Stored data:
═══
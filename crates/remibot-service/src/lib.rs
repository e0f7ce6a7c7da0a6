//! remibot-service: the reminder domain layer.
//!
//! [`TaskService`] owns all reads and writes of task records and knows how
//! to format and deliver notifications; [`ReminderService`] registers the
//! single polling job with the scheduler engine and drives each cycle:
//! fetch due tasks, notify, roll recurring tasks forward, mark complete.

pub mod clock;
pub mod recurrence;
pub mod reminder;
pub mod sink;
pub mod tasks;

#[cfg(test)]
pub(crate) mod testutil;

pub use clock::{Clock, SystemClock};
pub use reminder::ReminderService;
pub use sink::{NotificationSink, TracingSink};
pub use tasks::TaskService;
═══
Work to be completed => Your task is to retype all of the records exactly.

Result of the exercise =>
filename crates/remibot-service/src/lib.rs
repository e0f7ce6a7c7da0a6
//! remibot-service: the reminder domain layer.
//!
//! [`TaskService`] owns all reads and writes of task records and knows how
//! to format and deliver notifications; [`ReminderService`] registers the
//! single polling job with the scheduler engine and drives each cycle:
//! fetch due tasks, notify, roll recurring tasks forward, mark complete.

pub mod clock;
pub mod recurrence;
pub mod reminder;
pub mod sink;
pub mod tasks;

#[cfg(test)]
pub(crate) mod testutil;

pub use clock::{Clock, SystemClock};
pub use reminder::ReminderService;
pub use sink::{NotificationSink, TracingSink};
pub use tasks::TaskService;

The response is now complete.